# Guinea pigs



## Emzie (Jan 10, 2009)

im thinking of getting a Guinea Pig i was just wondering from anyone who keeps them if they would be fine as an indoor pet?

i use to have a rabbit that i kept indoors and it was toilet training and everything i was wonder if it is similar with guinea pigs? 

Im in an apartment and dying for a pet 'pet' other then reptile that sits on display i miss my dog to much can anyone recommend anything other then a Guinea Pig? I cant keep rabbits or ferrets here either


----------



## misssullivan (Jan 10, 2009)

Guinea Pigs are fine indoors as long as you have a decent sized container and stuff for it 2 play with etc.


----------



## i_LoVe_AnImAlS (Jan 10, 2009)

i had 2 guinea pigs but i kept them outdoors in a cage and let them roam around on the grass. so i'm not sure if they would be a good indoor pets or not. but if you wanted to try you could get an off ground cage, or an on ground it prob wouldn't matter but make sure the base of it is sealed off so that when they do their buisness it doesn't go all over the floor and it's easier to clean?? just a suggestion.

yep stuff to play with good idea lol

yep they are quite easy to train so if you toilet train them you would probably be able to let them roam whilst your home. but i'd keep them in a cage when your not home.

and if you ever want to take them out with you?? you can get great portable ones for $25 depending on where you go


----------



## Emzie (Jan 10, 2009)

so maybe a cage inside? i was thinking more just letting it roam the place but a suppose i could let it out while im home and then put it away when im out......

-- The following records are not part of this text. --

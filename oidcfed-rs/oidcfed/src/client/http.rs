// Copyright 2020-2025 IOTA Stiftung
// SPDX-License-Identifier: Apache-2.0

//! A reqwest-backed [`Fetch`] implementation.

use std::time::Duration;

use async_trait::async_trait;
use tracing::debug;
use url::Url;

use crate::client::error::FetchError;
use crate::client::{Fetch, WELL_KNOWN_PATH};
use crate::error::ConfigError;
use crate::utils::is_compact_jws;

/// Transport configuration for [`HttpFetcher`].
#[derive(Debug, Clone)]
pub struct HttpConfig {
    /// Per-request timeout.
    pub timeout: Duration,
    /// Connection establishment timeout.
    pub connect_timeout: Duration,
    /// Whether to verify TLS certificates. Disable only against test
    /// federations.
    pub verify_tls: bool,
    /// Upper bound on accepted response bodies.
    pub max_response_bytes: usize,
}

impl Default for HttpConfig {
    fn default() -> Self {
        Self {
            timeout: Duration::from_secs(10),
            connect_timeout: Duration::from_secs(5),
            verify_tls: true,
            max_response_bytes: 512 * 1024,
        }
    }
}

impl HttpConfig {
    pub fn with_timeout(mut self, timeout: Duration) -> Self {
        self.timeout = timeout;
        self
    }

    pub fn with_connect_timeout(mut self, connect_timeout: Duration) -> Self {
        self.connect_timeout = connect_timeout;
        self
    }

    pub fn with_verify_tls(mut self, verify_tls: bool) -> Self {
        self.verify_tls = verify_tls;
        self
    }

    pub fn with_max_response_bytes(mut self, max_response_bytes: usize) -> Self {
        self.max_response_bytes = max_response_bytes;
        self
    }
}

/// Retrieves federation documents over HTTPS.
///
/// The fetcher shares one connection pool across all requests of a
/// resolution and only ever exposes immutable response bodies.
#[derive(Debug, Clone)]
pub struct HttpFetcher {
    client: reqwest::Client,
    max_response_bytes: usize,
}

impl HttpFetcher {
    /// Builds a fetcher from the given transport configuration.
    ///
    /// # Errors
    ///
    /// Returns [`ConfigError::Invalid`] if the underlying HTTP client cannot
    /// be constructed from the configuration.
    pub fn new(config: HttpConfig) -> Result<Self, ConfigError> {
        let client = reqwest::Client::builder()
            .timeout(config.timeout)
            .connect_timeout(config.connect_timeout)
            .danger_accept_invalid_certs(!config.verify_tls)
            .build()
            .map_err(|e| ConfigError::invalid("http", e.to_string()))?;

        Ok(Self {
            client,
            max_response_bytes: config.max_response_bytes,
        })
    }

    /// GETs `url` and returns the body after checking status, size and
    /// compact-JWS syntax.
    async fn get_statement(&self, url: Url, query: &[(&str, &str)]) -> Result<String, FetchError> {
        debug!(%url, "fetching federation document");

        let response = self
            .client
            .get(url.clone())
            .query(query)
            .send()
            .await
            .map_err(|e| FetchError::network(url.as_str(), e))?
            .error_for_status()
            .map_err(|e| FetchError::network(url.as_str(), e))?;

        if let Some(length) = response.content_length() {
            if length > self.max_response_bytes as u64 {
                return Err(FetchError::malformed(
                    url.as_str(),
                    format!("response of {length} bytes exceeds the {} byte limit", self.max_response_bytes),
                ));
            }
        }

        let body = response
            .bytes()
            .await
            .map_err(|e| FetchError::network(url.as_str(), e))?;
        if body.len() > self.max_response_bytes {
            return Err(FetchError::malformed(
                url.as_str(),
                format!(
                    "response of {} bytes exceeds the {} byte limit",
                    body.len(),
                    self.max_response_bytes
                ),
            ));
        }

        let body = String::from_utf8(body.to_vec())
            .map_err(|_| FetchError::malformed(url.as_str(), "body is not valid UTF-8"))?;
        let statement = body.trim();
        if !is_compact_jws(statement) {
            return Err(FetchError::malformed(url.as_str(), "body is not a compact JWS"));
        }

        Ok(statement.to_string())
    }
}

#[async_trait]
impl Fetch for HttpFetcher {
    async fn fetch_entity_configuration(&self, entity_id: &str) -> Result<String, FetchError> {
        let location = format!("{}{WELL_KNOWN_PATH}", entity_id.trim_end_matches('/'));
        let url = Url::parse(&location).map_err(|e| FetchError::network(location.as_str(), e))?;

        self.get_statement(url, &[]).await
    }

    async fn fetch_subordinate_statement(
        &self,
        fetch_endpoint: &str,
        iss: &str,
        sub: &str,
    ) -> Result<String, FetchError> {
        let url = Url::parse(fetch_endpoint).map_err(|e| FetchError::network(fetch_endpoint, e))?;

        self.get_statement(url, &[("iss", iss), ("sub", sub)]).await
    }
}
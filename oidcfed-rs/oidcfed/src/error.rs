// Copyright 2020-2025 IOTA Stiftung
// SPDX-License-Identifier: Apache-2.0

//! Error types for the oidcfed library
//!
//! This module re-exports all domain-specific error types used throughout the
//! library, providing a single location for users to discover and import
//! error types.
//!
//! ## Error Architecture
//!
//! The library uses domain-specific error types instead of a monolithic error
//! enum. Each domain has its own error type:
//!
//! - [`FetchError`] - HTTP retrieval of federation documents
//! - [`StatementError`] - JWS and temporal validation of statements
//! - [`PolicyError`] - metadata policy evaluation
//! - [`TrustMarkError`] - required trust-mark filtering
//! - [`OperationError`] - composite error for discovery operations
//! - [`ResolveError`] - the resolver's top-level error
//! - [`ConfigError`] - resolver configuration errors
//!
//! Every enum derives [`strum::IntoStaticStr`], so each error exposes a
//! stable kind string for operator-facing logs and diagnostics.

use thiserror::Error;

// Fetch errors
pub use crate::client::error::FetchError;
// Discovery operation errors
pub use crate::core::error::{OperationError, StatementError};
// Policy engine errors
pub use crate::core::policy::PolicyError;
// Resolver errors
pub use crate::core::resolver::ResolveError;
// Trust-mark errors
pub use crate::core::trust_marks::TrustMarkError;

/// Configuration-related errors
#[derive(Debug, Error, strum::IntoStaticStr)]
#[non_exhaustive]
pub enum ConfigError {
    /// Invalid configuration field
    #[error("invalid configuration: {field}: {reason}")]
    Invalid { field: String, reason: String },
}

impl ConfigError {
    pub(crate) fn invalid(field: impl Into<String>, reason: impl Into<String>) -> Self {
        ConfigError::Invalid {
            field: field.into(),
            reason: reason.into(),
        }
    }
}
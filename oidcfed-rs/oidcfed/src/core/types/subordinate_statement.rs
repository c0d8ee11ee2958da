// Copyright 2020-2025 IOTA Stiftung
// SPDX-License-Identifier: Apache-2.0

//! # Subordinate Statement
//!
//! A federation statement issued by a superior about one of its immediate
//! descendants: the descendant keys the superior attests, and the metadata
//! policy the superior imposes on the descendant's subtree. Served from the
//! superior's `federation_fetch_endpoint`.

use jsonwebtoken::jwk::JwkSet;
use jsonwebtoken::Header;
use serde_json::{Map, Value};

use crate::core::error::StatementError;
use crate::core::types::{check_temporal, EntityConfiguration, StatementClaims};
use crate::core::{jws, Clock};
use crate::utils::same_entity;

/// A parsed subordinate statement.
///
/// Created unverified by [`SubordinateStatement::parse`];
/// [`SubordinateStatement::validate`] verifies it under the attesting
/// superior's keyset.
#[derive(Debug, Clone)]
pub struct SubordinateStatement {
    raw_jwt: String,
    header: Header,
    payload: Value,
    claims: StatementClaims,
    is_valid: bool,
}

impl SubordinateStatement {
    /// Decodes a compact JWS into a subordinate statement without verifying
    /// the signature.
    ///
    /// # Errors
    ///
    /// Returns [`StatementError::MalformedJwt`] on syntax or claim-type
    /// errors.
    pub fn parse(raw_jwt: impl Into<String>) -> Result<Self, StatementError> {
        let raw_jwt = raw_jwt.into();
        let decoded = jws::decode_unverified(&raw_jwt)?;
        let claims: StatementClaims =
            serde_json::from_value(decoded.payload.clone()).map_err(StatementError::malformed)?;

        Ok(Self {
            raw_jwt,
            header: decoded.header,
            payload: decoded.payload,
            claims,
            is_valid: false,
        })
    }

    /// Verifies this statement as issued by `superior` about
    /// `descendant_sub`.
    ///
    /// The signature must verify under the superior's validated keyset, the
    /// `iss` claim must name the superior and the `sub` claim the attested
    /// descendant.
    ///
    /// # Errors
    ///
    /// [`StatementError::MissingClaim`], [`StatementError::Untrusted`],
    /// [`StatementError::Expired`] or [`StatementError::NotYetValid`].
    pub fn validate(
        &mut self,
        superior: &EntityConfiguration,
        descendant_sub: &str,
        clock: &dyn Clock,
        skew_secs: u64,
    ) -> Result<(), StatementError> {
        let (iss, sub, iat, exp, _attested_jwks) = self.claims.required()?;

        let superior_jwks = superior.jwks().ok_or_else(|| StatementError::missing("jwks"))?;
        jws::verify_signature(&self.raw_jwt, superior_jwks, iss)?;

        if !same_entity(iss, superior.sub()) {
            return Err(StatementError::untrusted(
                iss,
                "issuer does not match the attesting superior",
            ));
        }
        if !same_entity(sub, descendant_sub) {
            return Err(StatementError::untrusted(
                iss,
                "subject does not match the attested descendant",
            ));
        }
        check_temporal(sub, iat, exp, clock.now(), skew_secs)?;

        self.is_valid = true;
        Ok(())
    }

    /// True only after [`SubordinateStatement::validate`] succeeded.
    pub fn is_valid(&self) -> bool {
        self.is_valid
    }

    /// The attesting superior.
    pub fn iss(&self) -> &str {
        self.claims.iss.as_deref().unwrap_or_default()
    }

    /// The attested descendant.
    pub fn sub(&self) -> &str {
        self.claims.sub.as_deref().unwrap_or_default()
    }

    pub fn iat(&self) -> u64 {
        self.claims.iat.unwrap_or_default()
    }

    pub fn exp(&self) -> u64 {
        self.claims.exp.unwrap_or_default()
    }

    /// The descendant keys the superior attests.
    pub fn jwks(&self) -> Option<&JwkSet> {
        self.claims.jwks.as_ref()
    }

    /// Metadata policy documents imposed on the descendant's subtree, keyed
    /// by entity type tag.
    pub fn metadata_policy(&self) -> &Map<String, Value> {
        &self.claims.metadata_policy
    }

    /// The raw statement claims.
    pub fn payload(&self) -> &Value {
        &self.payload
    }

    pub fn header(&self) -> &Header {
        &self.header
    }

    /// The verified JWS serialization this statement was parsed from.
    pub fn raw_jwt(&self) -> &str {
        &self.raw_jwt
    }
}
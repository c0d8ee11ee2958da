// Copyright 2020-2025 IOTA Stiftung
// SPDX-License-Identifier: Apache-2.0

//! # Entity Configuration
//!
//! A self-issued federation statement in which an entity describes itself:
//! its keys, its metadata per entity type, the superiors that may attest it
//! (`authority_hints`) and, for trust anchors, the constraints it imposes on
//! chains. Published under `/.well-known/openid-federation` as a compact JWS
//! signed with the entity's own keys.

use jsonwebtoken::jwk::JwkSet;
use jsonwebtoken::Header;
use serde_json::{Map, Value};

use crate::core::error::StatementError;
use crate::core::types::{check_temporal, Constraints, StatementClaims, TrustMarkEntry};
use crate::core::{jws, Clock};
use crate::utils::same_entity;

/// A parsed entity configuration.
///
/// Created by [`EntityConfiguration::parse`] in an unverified state;
/// [`EntityConfiguration::validate_by_itself`] performs signature and
/// lifetime validation and flips [`EntityConfiguration::is_valid`]. After
/// validation the value is treated as immutable.
#[derive(Debug, Clone)]
pub struct EntityConfiguration {
    raw_jwt: String,
    header: Header,
    payload: Value,
    claims: StatementClaims,
    is_valid: bool,
}

impl EntityConfiguration {
    /// Decodes a compact JWS into an entity configuration without verifying
    /// the signature.
    ///
    /// # Errors
    ///
    /// Returns [`StatementError::MalformedJwt`] if `raw_jwt` is not a JWS
    /// over a JSON object or a claim has the wrong type.
    pub fn parse(raw_jwt: impl Into<String>) -> Result<Self, StatementError> {
        let raw_jwt = raw_jwt.into();
        let decoded = jws::decode_unverified(&raw_jwt)?;
        let claims: StatementClaims =
            serde_json::from_value(decoded.payload.clone()).map_err(StatementError::malformed)?;

        Ok(Self {
            raw_jwt,
            header: decoded.header,
            payload: decoded.payload,
            claims,
            is_valid: false,
        })
    }

    /// Verifies this entity configuration against its own keyset.
    ///
    /// Checks that the required claims `{iss, sub, iat, exp, jwks}` are
    /// present, that the statement is self-issued (`iss == sub`), that the
    /// signature verifies under the `jwks` claim, and that the statement is
    /// within its lifetime (with the given symmetric skew tolerance).
    ///
    /// # Errors
    ///
    /// [`StatementError::MissingClaim`], [`StatementError::Untrusted`],
    /// [`StatementError::Expired`] or [`StatementError::NotYetValid`].
    pub fn validate_by_itself(&mut self, clock: &dyn Clock, skew_secs: u64) -> Result<(), StatementError> {
        let (iss, sub, iat, exp, jwks) = self.claims.required()?;

        if !same_entity(iss, sub) {
            return Err(StatementError::untrusted(
                iss,
                "entity configuration is not self-issued (iss differs from sub)",
            ));
        }
        jws::verify_signature(&self.raw_jwt, jwks, iss)?;
        check_temporal(sub, iat, exp, clock.now(), skew_secs)?;

        self.is_valid = true;
        Ok(())
    }

    /// True only after [`EntityConfiguration::validate_by_itself`] succeeded.
    pub fn is_valid(&self) -> bool {
        self.is_valid
    }

    /// The entity identifier this configuration describes.
    pub fn sub(&self) -> &str {
        self.claims.sub.as_deref().unwrap_or_default()
    }

    pub fn iss(&self) -> &str {
        self.claims.iss.as_deref().unwrap_or_default()
    }

    pub fn iat(&self) -> u64 {
        self.claims.iat.unwrap_or_default()
    }

    pub fn exp(&self) -> u64 {
        self.claims.exp.unwrap_or_default()
    }

    /// The entity's published keyset.
    pub fn jwks(&self) -> Option<&JwkSet> {
        self.claims.jwks.as_ref()
    }

    /// Superior entities that may attest this one, in preference order.
    pub fn authority_hints(&self) -> &[String] {
        &self.claims.authority_hints
    }

    /// Declared metadata documents, keyed by entity type tag.
    pub fn metadata(&self) -> &Map<String, Value> {
        &self.claims.metadata
    }

    /// Trust marks the entity presents about itself.
    pub fn trust_marks(&self) -> &[TrustMarkEntry] {
        &self.claims.trust_marks
    }

    /// Chain constraints, meaningful on trust anchor configurations.
    pub fn constraints(&self) -> Constraints {
        self.claims.constraints.clone().unwrap_or_default()
    }

    /// The endpoint serving subordinate statements issued by this entity.
    pub fn federation_fetch_endpoint(&self) -> Option<&str> {
        self.claims
            .metadata
            .get("federation_entity")?
            .get("federation_fetch_endpoint")?
            .as_str()
    }

    /// The raw statement claims.
    pub fn payload(&self) -> &Value {
        &self.payload
    }

    pub fn header(&self) -> &Header {
        &self.header
    }

    /// The verified JWS serialization this configuration was parsed from.
    pub fn raw_jwt(&self) -> &str {
        &self.raw_jwt
    }
}
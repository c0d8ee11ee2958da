// Copyright 2020-2025 IOTA Stiftung
// SPDX-License-Identifier: Apache-2.0

//! Applies a metadata policy to a metadata document offline, the way each
//! chain hop does during resolution.

use oidcfed::core::policy::apply_policy;
use oidcfed_examples::init_logging;
use serde_json::json;

fn main() -> anyhow::Result<()> {
    init_logging();

    let metadata = json!({
        "client_name": "Example RP",
        "scope": ["openid", "profile", "email"],
        "response_types": ["code"],
    });

    let policy = json!({
        "scope": { "subset_of": ["openid", "profile"] },
        "token_endpoint_auth_method": { "default": "private_key_jwt" },
        "response_types": { "superset_of": ["code"], "essential": true },
    });

    println!("metadata before:");
    println!("{}", serde_json::to_string_pretty(&metadata)?);
    println!();
    println!("policy:");
    println!("{}", serde_json::to_string_pretty(&policy)?);

    let composed = apply_policy(&metadata, &policy)?;

    println!();
    println!("metadata after:");
    println!("{}", serde_json::to_string_pretty(&composed)?);

    Ok(())
}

Ive kept them before but that was outdoors


----------



## misssullivan (Jan 10, 2009)

Emzie said:


> so maybe a cage inside? i was thinking more just letting it roam the place but a suppose i could let it out while im home and then put it away when im out......
> 
> Ive kept them before but that was outdoors




You can get heaps of different types of indoor cages!
we used to have rabbits and they only went in their cage to sleep or when we were away, all other times they were free to roam the house, they were toilet trained so mess wasnt an issue. I am reasonbaly certain that guinea pigs are like rabbits in the way they only go to the 'toilet' in one place so should be reasonably easy to train.


----------



## jaih (Jan 10, 2009)

Another dog?


----------



## Emzie (Jan 10, 2009)

jaih said:


> Another dog?


i cant have dogs in my apartment my baby is living with my mum till i get a house


----------



## steph (Jan 10, 2009)

yeah guineapigs are verry different to rabbits i have both and i preffer rabbits to guineapigs any day. in my experience guineapigs cant be toilet trained and they dont come up to you when you call them, so letting one roam free in your appartment would be a very bad idea. Once you let it out in your appartment i highly dought you would get it back and it will poo everywhere.


----------



## i_LoVe_AnImAlS (Jan 10, 2009)

steph said:


> yeah guineapigs are verry different to rabbits i have both and i preffer rabbits to guineapigs any day. in my experience guineapigs cant be toilet trained and they dont come up to you when you call them, so letting one roam free in your appartment would be a very bad idea. Once you let it out in your appartment i highly dought you would get it back and it will poo everywhere.


 
well we managed to train our guinea pigs to only do it in one spot in their cage but it might not work with all of them. i too have rabbits and they arfe much easier to train.


----------



## liytx (Jan 10, 2009)

I've had a rabbit and a guinea pig before. Brought them home when they were about 4 weeks old.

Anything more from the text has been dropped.